CK: That’s interesting because one of the problems I had with the film was that I kept trying to identify with Frank only to have it turn out to be April’s film. Since I hadn’t read the book, I didn’t necessarily think of it as a poor creative decision, but it threw me. I’d like to watch it again from April’s perspective to see if it goes over better. You might be right and Mendes maybe should have left the book alone. How about those performances though?

SK: The, dare I say, titanic arguments between Winslet and DiCaprio mount over the film nicely and are entirely believable. But the finest, I think, comes at the beginning of the film. April and Frank sit on the shoulder of the highway on their way back from a failed performance of The Petrified Forrest, April was cast as the lead. April exits the car. Frank follows. The fight escalates until Frank, an irascible boy trapped in the body of a confused man, nearly clobbers his wife. Instead, he punches the car. The self-masochism acts as a release and damn fine bit of drama. What makes the scene work so well is that its progression follows Richard Yates’ staging nearly word for word. When the film in general sticks to Yates’ novel, it for the most part works. 

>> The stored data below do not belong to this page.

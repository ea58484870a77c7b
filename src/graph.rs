//! Boundary graph over cluster positions.
//!
//! Node `i` is the boundary before cluster `i`; an edge `i -> j` says that
//! clusters `i..j` can form one token. Every node has a one-cluster fallback
//! edge, so a path from the first to the last node always exists.

use crate::dictionary::Dictionary;
use crate::tcc::{Cluster, ClusterKind};
use crate::token::TokenKind;
use crate::trie::TrieNode;

/// An outgoing edge of a node
#[derive(Debug, Clone, Copy, PartialEq, Eq)]
pub struct Edge {
    /// Node the edge leads to (exclusive cluster index)
    pub end: usize,
    /// Kind of the token this edge produces
    pub kind: TokenKind,
}

/// Append the outgoing edges of node `i` to `out`, sorted by `end`.
///
/// Only clusters inside `clusters` are considered, so callers working on a
/// window get edges truncated at the window end.
pub(crate) fn push_edges(
    text: &str,
    clusters: &[Cluster],
    i: usize,
    dict: &Dictionary,
    out: &mut Vec<Edge>,
) {
    let first = clusters[i];
    if first.kind != ClusterKind::Thai {
        out.push(Edge {
            end: i + 1,
            kind: TokenKind::for_cluster(first.kind),
        });
        return;
    }

    let fallback = out.len();
    out.push(Edge {
        end: i + 1,
        kind: TokenKind::Unknown,
    });

    let trie = dict.trie();
    let mut node: &TrieNode = trie.root();
    for (j, cluster) in clusters.iter().enumerate().skip(i) {
        if cluster.kind == ClusterKind::Whitespace {
            break;
        }
        match trie.walk_str(cluster.as_str(text), Some(node)) {
            Some(next) => node = next,
            None => break,
        }
        if node.is_match() {
            if j == i {
                out[fallback].kind = TokenKind::Word;
            } else {
                out.push(Edge {
                    end: j + 1,
                    kind: TokenKind::Word,
                });
            }
        }
        if !node.can_walk() {
            break;
        }
    }
}

/// Farthest node reachable from `i` with a single edge
pub(crate) fn reach_from(text: &str, clusters: &[Cluster], i: usize, dict: &Dictionary) -> usize {
    let mut scratch = Vec::new();
    push_edges(text, clusters, i, dict, &mut scratch);
    scratch.last().map_or(i + 1, |e| e.end)
}

/// Directed acyclic graph of candidate token spans
#[derive(Debug, Clone, Default)]
pub struct BoundaryGraph {
    /// `edges[offsets[i]..offsets[i + 1]]` are the edges out of node `i`
    offsets: Vec<usize>,
    edges: Vec<Edge>,
}

impl BoundaryGraph {
    /// Build the graph for a run of clusters of `text`
    pub fn build(text: &str, clusters: &[Cluster], dict: &Dictionary) -> Self {
        let mut offsets = Vec::with_capacity(clusters.len() + 1);
        let mut edges = Vec::with_capacity(clusters.len() * 2);

        for i in 0..clusters.len() {
            offsets.push(edges.len());
            push_edges(text, clusters, i, dict, &mut edges);
        }
        offsets.push(edges.len());

        BoundaryGraph { offsets, edges }
    }

    /// Number of clusters covered
    pub fn cluster_count(&self) -> usize {
        self.offsets.len().saturating_sub(1)
    }

    /// Number of nodes (clusters + 1)
    pub fn node_count(&self) -> usize {
        self.offsets.len()
    }

    /// Total number of edges
    pub fn edge_count(&self) -> usize {
        self.edges.len()
    }

    /// Outgoing edges of node `i`, shortest first. The last node has none.
    pub fn edges(&self, i: usize) -> &[Edge] {
        if i + 1 >= self.offsets.len() {
            return &[];
        }
        &self.edges[self.offsets[i]..self.offsets[i + 1]]
    }

    /// Number of outgoing edges of node `i`
    pub fn out_degree(&self, i: usize) -> usize {
        self.edges(i).len()
    }

    /// Farthest node reachable from `i` with a single edge
    pub fn reach(&self, i: usize) -> usize {
        self.edges(i).last().map_or(i, |e| e.end)
    }

    /// Number of edges out of nodes in `start..end` that stay within `end`
    pub fn edges_within(&self, start: usize, end: usize) -> usize {
        (start..end)
            .map(|i| self.edges(i).iter().filter(|e| e.end <= end).count())
            .sum()
    }
}

#[cfg(test)]
mod tests {
    use super::*;
    use crate::tcc::clusters;

    fn ends(graph: &BoundaryGraph, i: usize) -> Vec<usize> {
        graph.edges(i).iter().map(|e| e.end).collect()
    }

    #[test]
    fn test_dictionary_edges() {
        let dict = Dictionary::from_words(["ค่า", "จ้าง", "ค่าจ้าง"]);
        let text = "ค่าจ้าง";
        let cs = clusters(text); // ค่า | จ้า | ง
        let graph = BoundaryGraph::build(text, &cs, &dict);

        assert_eq!(graph.cluster_count(), 3);
        assert_eq!(graph.node_count(), 4);
        assert_eq!(ends(&graph, 0), vec![1, 3]);
        assert_eq!(graph.edges(0)[0].kind, TokenKind::Word);
        assert_eq!(ends(&graph, 1), vec![2, 3]);
        assert_eq!(graph.edges(1)[0].kind, TokenKind::Unknown);
        assert_eq!(graph.edges(1)[1].kind, TokenKind::Word);
        assert_eq!(ends(&graph, 2), vec![3]);
        assert_eq!(graph.reach(0), 3);
        assert!(graph.edges(3).is_empty());
    }

    #[test]
    fn test_no_edge_crosses_whitespace() {
        let dict = Dictionary::from_words(["ไข่ คน", "ไข่"]);
        let text = "ไข่ คน";
        let cs = clusters(text);
        let graph = BoundaryGraph::build(text, &cs, &dict);

        assert_eq!(ends(&graph, 0), vec![1]);
        assert_eq!(graph.edges(1)[0].kind, TokenKind::Space);
        assert_eq!(graph.edge_count(), cs.len());
    }

    #[test]
    fn test_non_thai_single_edge() {
        let dict = Dictionary::from_words(["pizza"]);
        let text = "pizza 2021";
        let cs = clusters(text);
        let graph = BoundaryGraph::build(text, &cs, &dict);

        assert_eq!(graph.edges(0), &[Edge { end: 1, kind: TokenKind::Latin }]);
        assert_eq!(graph.edges(2), &[Edge { end: 3, kind: TokenKind::Number }]);
    }

    #[test]
    fn test_window_truncates_edges() {
        let dict = Dictionary::from_words(["แรงงาน"]);
        let text = "แรงงาน";
        let cs = clusters(text); // แร | ง | งา | น
        assert_eq!(reach_from(text, &cs, 0, &dict), 4);
        assert_eq!(reach_from(text, &cs[..3], 0, &dict), 1);

        let graph = BoundaryGraph::build(text, &cs, &dict);
        assert_eq!(graph.edges_within(0, 4), 5);
        assert_eq!(graph.edges_within(0, 2), 2);
    }
}
//! Parallel segmentation over independent chunks.
//!
//! The cluster sequence is cut only at nodes that no boundary-graph edge
//! crosses. Resolving the pieces separately then gives exactly the tokens of a
//! sequential run, with or without safe mode.

use std::ops::Range;

use once_cell::sync::OnceCell;
use rayon::prelude::*;
use rayon::{ThreadPool, ThreadPoolBuilder};
use serde::{Deserialize, Serialize};

use crate::dictionary::Dictionary;
use crate::error::Result;
use crate::graph::reach_from;
use crate::safe_mode::SafeModeConfig;
use crate::tcc::Cluster;
use crate::token::Token;
use crate::tokenizer::tokenize_clusters;

static POOL: OnceCell<ThreadPool> = OnceCell::new();

/// Settings for parallel segmentation
#[derive(Debug, Clone, PartialEq, Eq, Serialize, Deserialize)]
#[serde(default)]
pub struct ParallelConfig {
    /// Minimum number of clusters per chunk
    pub chunk_clusters: usize,
}

impl Default for ParallelConfig {
    fn default() -> Self {
        ParallelConfig {
            chunk_clusters: 512,
        }
    }
}

/// The shared worker pool, started on first use
fn worker_pool() -> Result<&'static ThreadPool> {
    POOL.get_or_try_init(|| -> Result<ThreadPool> {
        let threads = num_cpus::get();
        log::debug!("starting segmentation pool with {threads} threads");
        let pool = ThreadPoolBuilder::new()
            .num_threads(threads)
            .thread_name(|i| format!("thongna-worker-{i}"))
            .build()?;
        Ok(pool)
    })
}

/// Split `clusters` into ranges of at least `chunk_clusters` clusters (except
/// the last) whose boundaries no dictionary word crosses.
pub fn partition(
    text: &str,
    clusters: &[Cluster],
    dict: &Dictionary,
    chunk_clusters: usize,
) -> Vec<Range<usize>> {
    let n = clusters.len();
    let target = chunk_clusters.max(1);
    // A word spans at most this many clusters, so earlier nodes cannot reach a candidate cut
    let window = dict.max_word_len().max(1);

    let mut ranges = Vec::new();
    let mut start = 0;
    let mut max_reach = 0;

    for i in 0..n {
        if i - start >= target && max_reach <= i {
            ranges.push(start..i);
            start = i;
        }
        if i + window >= start + target {
            max_reach = max_reach.max(reach_from(text, clusters, i, dict));
        }
    }
    if start < n {
        ranges.push(start..n);
    }

    ranges
}

/// Segment the clusters of `text` on the worker pool
pub fn tokenize_parallel(
    text: &str,
    clusters: &[Cluster],
    dict: &Dictionary,
    safe: Option<&SafeModeConfig>,
    config: &ParallelConfig,
) -> Result<Vec<Token>> {
    let chunks = partition(text, clusters, dict, config.chunk_clusters);
    log::debug!(
        "parallel segmentation: {} clusters in {} chunks",
        clusters.len(),
        chunks.len()
    );
    if chunks.len() <= 1 {
        return tokenize_clusters(text, clusters, dict, safe);
    }

    let pool = worker_pool()?;
    let results: Vec<Vec<Token>> = pool.install(|| {
        chunks
            .into_par_iter()
            .map(|range| tokenize_clusters(text, &clusters[range], dict, safe))
            .collect::<Result<Vec<_>>>()
    })?;

    Ok(results.into_iter().flatten().collect())
}
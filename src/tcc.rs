//! Thai Character Cluster (TCC) segmentation.
//!
//! Splits raw text into clusters that can never be split by a word boundary.
//! Runs of Thai letters go through a table of orthographic patterns; every
//! other class of character (digits, Latin, whitespace, punctuation, other
//! scripts) forms one cluster per maximal run.

use once_cell::sync::Lazy;
use regex::Regex;

use crate::char_categories::{get_char_category, CharCategory};

/// The class of a cluster
#[derive(Debug, Clone, Copy, PartialEq, Eq, Hash)]
pub enum ClusterKind {
    /// Thai orthographic cluster
    Thai,
    /// Digits with optional `.`/`,` group separators
    Number,
    /// Latin letters
    Latin,
    /// Whitespace
    Whitespace,
    /// Punctuation and symbols
    Punct,
    /// Letters of another script
    Foreign,
}

/// A cluster: a byte span of the source text
#[derive(Debug, Clone, Copy, PartialEq, Eq)]
pub struct Cluster {
    /// Starting byte offset
    pub start: usize,
    /// Length in bytes
    pub len: usize,
    /// Class of the cluster
    pub kind: ClusterKind,
}

impl Cluster {
    /// Byte offset one past the end of the cluster
    pub fn end(&self) -> usize {
        self.start + self.len
    }

    /// The text of this cluster
    pub fn as_str<'a>(&self, text: &'a str) -> &'a str {
        &text[self.start..self.end()]
    }
}

// Pattern shorthands: c = consonant, t = optional tone mark,
// k = optional karan-silenced tail, d = lower vowels (inside k only).
const TAIL: &str = "(?:cc?[dิ]?[์])?";
const CONSONANT: &str = "[ก-ฮ]";
const TONE: &str = "[่-๋]?";
const LOWER_VOWELS: &str = "ุู";

/// Cluster patterns, tried in order at each position
const TCC_RULES: &[&str] = &[
    "เc็ck",
    "เcctาะk",
    "เccีtยะk",
    "เcc็ck",
    "เcิc์ck",
    "เcิtck",
    "เcีtยะ?k",
    "เcืtอะ?k",
    "เctา?ะ?k",
    "cัtวะk",
    "c[ัื]tc[ุิะ]?k",
    "c[ิุู]์k",
    "c[ะ-ู]tk",
    "cรรc์",
    "c็",
    "ct[ะาำ]?k",
    "ck",
    "แc็c",
    "แcc์",
    "แctะ",
    "แcc็c",
    "แccc์",
    "โctะ",
    "[เ-ไ]ct",
    "ก็",
    "อึ",
    "หึ",
    "(?:เccีtย)[เ-ไก-ฮ]k",
    "(?:เc[ิีุู]tย)[เ-ไก-ฮ]k",
];

fn expand(rule: &str) -> String {
    rule.replace('k', TAIL)
        .replace('c', CONSONANT)
        .replace('t', TONE)
        .replace('d', LOWER_VOWELS)
}

static TCC: Lazy<Regex> = Lazy::new(|| {
    let alternation: Vec<String> = TCC_RULES.iter().map(|r| expand(r)).collect();
    Regex::new(&format!("^(?:{})", alternation.join("|"))).expect("Invalid TCC pattern table")
});

// Forms ending in -ีย/-ิย followed by a consonant: the consonant opens the next cluster.
static LOOKAHEAD: Lazy<Regex> = Lazy::new(|| {
    let pattern = format!(
        "^(?P<cluster>{}|{})[เ-ไก-ฮ]{}",
        expand("เccีtย"),
        expand("เc[ิีุู]tย"),
        expand("k")
    );
    Regex::new(&pattern).expect("Invalid TCC look-ahead pattern")
});

/// Byte length of the Thai cluster at the start of `rest`
fn thai_cluster_len(rest: &str) -> usize {
    if let Some(m) = TCC.find(rest) {
        let matched = m.as_str();
        if let Some(caps) = LOOKAHEAD.captures(matched) {
            if let Some(cluster) = caps.name("cluster") {
                return cluster.end();
            }
        }
        if !matched.is_empty() {
            return matched.len();
        }
    }
    rest.chars().next().map_or(0, char::len_utf8)
}

fn run_kind(category: CharCategory) -> ClusterKind {
    match category {
        c if c.is_thai_letter() => ClusterKind::Thai,
        c if c.is_digit() => ClusterKind::Number,
        CharCategory::Latin => ClusterKind::Latin,
        CharCategory::Space => ClusterKind::Whitespace,
        CharCategory::Punct | CharCategory::ThaiPunct => ClusterKind::Punct,
        _ => ClusterKind::Foreign,
    }
}

/// Split `text` into clusters.
///
/// The clusters are contiguous and cover the whole text, so concatenating
/// them gives back the input. Empty input yields no clusters.
pub fn clusters(text: &str) -> Vec<Cluster> {
    let mut out = Vec::new();
    let mut chars = text.char_indices().peekable();

    while let Some(&(start, c)) = chars.peek() {
        let kind = run_kind(get_char_category(c));
        let end = match kind {
            ClusterKind::Thai => {
                // Stay inside the Thai run so patterns never reach past it
                let mut run_end = text.len();
                for (i, c) in text[start..].char_indices() {
                    if !get_char_category(c).is_thai_letter() {
                        run_end = start + i;
                        break;
                    }
                }
                let run = &text[start..run_end];
                let mut pos = 0;
                while pos < run.len() {
                    let len = thai_cluster_len(&run[pos..]);
                    out.push(Cluster {
                        start: start + pos,
                        len,
                        kind: ClusterKind::Thai,
                    });
                    pos += len;
                }
                while chars.peek().map_or(false, |&(i, _)| i < run_end) {
                    chars.next();
                }
                continue;
            }
            ClusterKind::Number => read_number(text, start),
            _ => {
                let mut end = text.len();
                for (i, c) in text[start..].char_indices() {
                    if run_kind(get_char_category(c)) != kind {
                        end = start + i;
                        break;
                    }
                }
                end
            }
        };

        out.push(Cluster {
            start,
            len: end - start,
            kind,
        });
        while chars.peek().map_or(false, |&(i, _)| i < end) {
            chars.next();
        }
    }

    out
}

/// End offset of the number starting at `start`: digits, then any number of
/// `.`/`,` separators that are directly followed by another digit.
fn read_number(text: &str, start: usize) -> usize {
    let is_digit = |c: char| get_char_category(c).is_digit();
    let mut end = start;
    let mut iter = text[start..].char_indices().peekable();

    while let Some((i, c)) = iter.next() {
        if is_digit(c) {
            end = start + i + c.len_utf8();
            continue;
        }
        if c == '.' || c == ',' {
            if let Some(&(_, next)) = iter.peek() {
                if is_digit(next) {
                    continue;
                }
            }
        }
        break;
    }

    end
}

/// The cluster texts, mainly for inspection and tests
pub fn cluster_strings(text: &str) -> Vec<&str> {
    clusters(text).iter().map(|c| c.as_str(text)).collect()
}
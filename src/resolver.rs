//! Shortest-path resolution of a boundary graph.
//!
//! Costs are compared lexicographically: first the number of clusters left to
//! unknown fallback edges, then the number of tokens. Costs are accumulated from
//! the end of the segment, so when the path is read back from the start every
//! node can take the longest edge that is still optimal.

use std::ops::Add;

use crate::error::{Error, Result};
use crate::graph::{BoundaryGraph, Edge};
use crate::token::TokenKind;

/// Cost of a (partial) path
#[derive(Debug, Clone, Copy, PartialEq, Eq, PartialOrd, Ord, Default)]
pub struct PathCost {
    /// Clusters covered by `Unknown` edges
    pub unknown: usize,
    /// Tokens on the path
    pub tokens: usize,
}

impl PathCost {
    fn of(edge: &Edge) -> Self {
        PathCost {
            unknown: usize::from(edge.kind == TokenKind::Unknown),
            tokens: 1,
        }
    }
}

impl Add for PathCost {
    type Output = PathCost;

    fn add(self, rhs: PathCost) -> PathCost {
        PathCost {
            unknown: self.unknown + rhs.unknown,
            tokens: self.tokens + rhs.tokens,
        }
    }
}

/// One step of a resolved path, in cluster indices
#[derive(Debug, Clone, Copy, PartialEq, Eq)]
pub struct Span {
    pub start: usize,
    pub end: usize,
    pub kind: TokenKind,
}

/// Find the optimal path from node `start` to node `end`.
///
/// Edges leaving the segment are ignored.
pub fn resolve(graph: &BoundaryGraph, start: usize, end: usize) -> Result<Vec<Span>> {
    if start >= end {
        return Ok(Vec::new());
    }

    let len = end - start;
    let mut best: Vec<Option<PathCost>> = vec![None; len + 1];
    best[len] = Some(PathCost::default());

    for i in (start..end).rev() {
        let mut best_here: Option<PathCost> = None;
        for edge in graph.edges(i).iter().filter(|e| e.end <= end) {
            if let Some(rest) = best[edge.end - start] {
                let cost = PathCost::of(edge) + rest;
                if best_here.map_or(true, |current| cost < current) {
                    best_here = Some(cost);
                }
            }
        }
        best[i - start] = best_here;
    }

    let mut path = Vec::new();
    let mut i = start;
    while i < end {
        let target = best[i - start].ok_or(Error::Unreachable { node: i })?;
        let step = graph
            .edges(i)
            .iter()
            .rev()
            .filter(|e| e.end <= end)
            .find(|e| best[e.end - start].map(|rest| PathCost::of(e) + rest) == Some(target))
            .ok_or(Error::Unreachable { node: i })?;

        path.push(Span {
            start: i,
            end: step.end,
            kind: step.kind,
        });
        i = step.end;
    }

    Ok(path)
}

#[cfg(test)]
mod tests {
    use super::*;
    use crate::dictionary::Dictionary;
    use crate::tcc::clusters;

    fn segment(words: &[&str], text: &str) -> Vec<String> {
        let dict = Dictionary::from_words(words);
        let cs = clusters(text);
        let graph = BoundaryGraph::build(text, &cs, &dict);
        resolve(&graph, 0, cs.len())
            .unwrap()
            .iter()
            .map(|s| text[cs[s.start].start..cs[s.end - 1].end()].to_string())
            .collect()
    }

    #[test]
    fn test_prefers_dictionary_words() {
        let words = ["ค่า", "จ้าง", "ค่าจ้าง", "แรง", "งาน", "แรงงาน"];
        assert_eq!(segment(&words, "ค่าจ้างแรงงาน"), vec!["ค่าจ้าง", "แรงงาน"]);
    }

    #[test]
    fn test_leftmost_longest_tie_break() {
        // ด้านหน้า|ที่ and ด้าน|หน้าที่ both have two known tokens
        let words = ["ด้าน", "หน้า", "ด้านหน้า", "หน้าที่", "ที่"];
        assert_eq!(segment(&words, "ด้านหน้าที่"), vec!["ด้านหน้า", "ที่"]);
    }

    #[test]
    fn test_unknown_clusters_are_minimized() {
        // ครับ is unknown: ค stays alone so that รับ is still a word
        let words = ["สวัสดี", "รับ"];
        assert_eq!(segment(&words, "สวัสดีครับ"), vec!["สวัสดี", "ค", "รับ"]);
    }

    #[test]
    fn test_fewer_tokens_win() {
        let words = ["ยาว", "ยาวยาว"];
        assert_eq!(segment(&words, "ยาวยาวยาว"), vec!["ยาวยาว", "ยาว"]);
    }

    #[test]
    fn test_sub_segment_ignores_outgoing_edges() {
        let dict = Dictionary::from_words(["แรงงาน"]);
        let text = "แรงงาน";
        let cs = clusters(text);
        let graph = BoundaryGraph::build(text, &cs, &dict);

        let path = resolve(&graph, 0, 2).unwrap();
        assert_eq!(path.len(), 2);
        assert!(path.iter().all(|s| s.kind == TokenKind::Unknown));
        let whole = resolve(&graph, 0, 4).unwrap();
        assert_eq!(whole, vec![Span { start: 0, end: 4, kind: TokenKind::Word }]);
    }

    #[test]
    fn test_empty_segment() {
        let graph = BoundaryGraph::default();
        assert!(resolve(&graph, 0, 0).unwrap().is_empty());
    }

    #[test]
    fn test_cost_ordering() {
        let a = PathCost { unknown: 0, tokens: 9 };
        let b = PathCost { unknown: 1, tokens: 1 };
        assert!(a < b);
    }
}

CK: It took me a little longer to warm up to Leo’s performance. As an adult, he still sometimes seems like a kid sitting at the adult table. There’s a reticence to his performances like he’s trying too hard to prove to everyone he’s grown up. I felt that way with Revolutionary Road at first, but there’s a later fight scene (I don’t want to go into too much detail for those who haven’t read the book or seen the movie) where Frank makes an admission and April expresses indifference before totally flaying him open. The naked emotion on his face shifting between pure rage and utter destruction was kind of chilling and for the first time I thought to myself “that’s the real deal.”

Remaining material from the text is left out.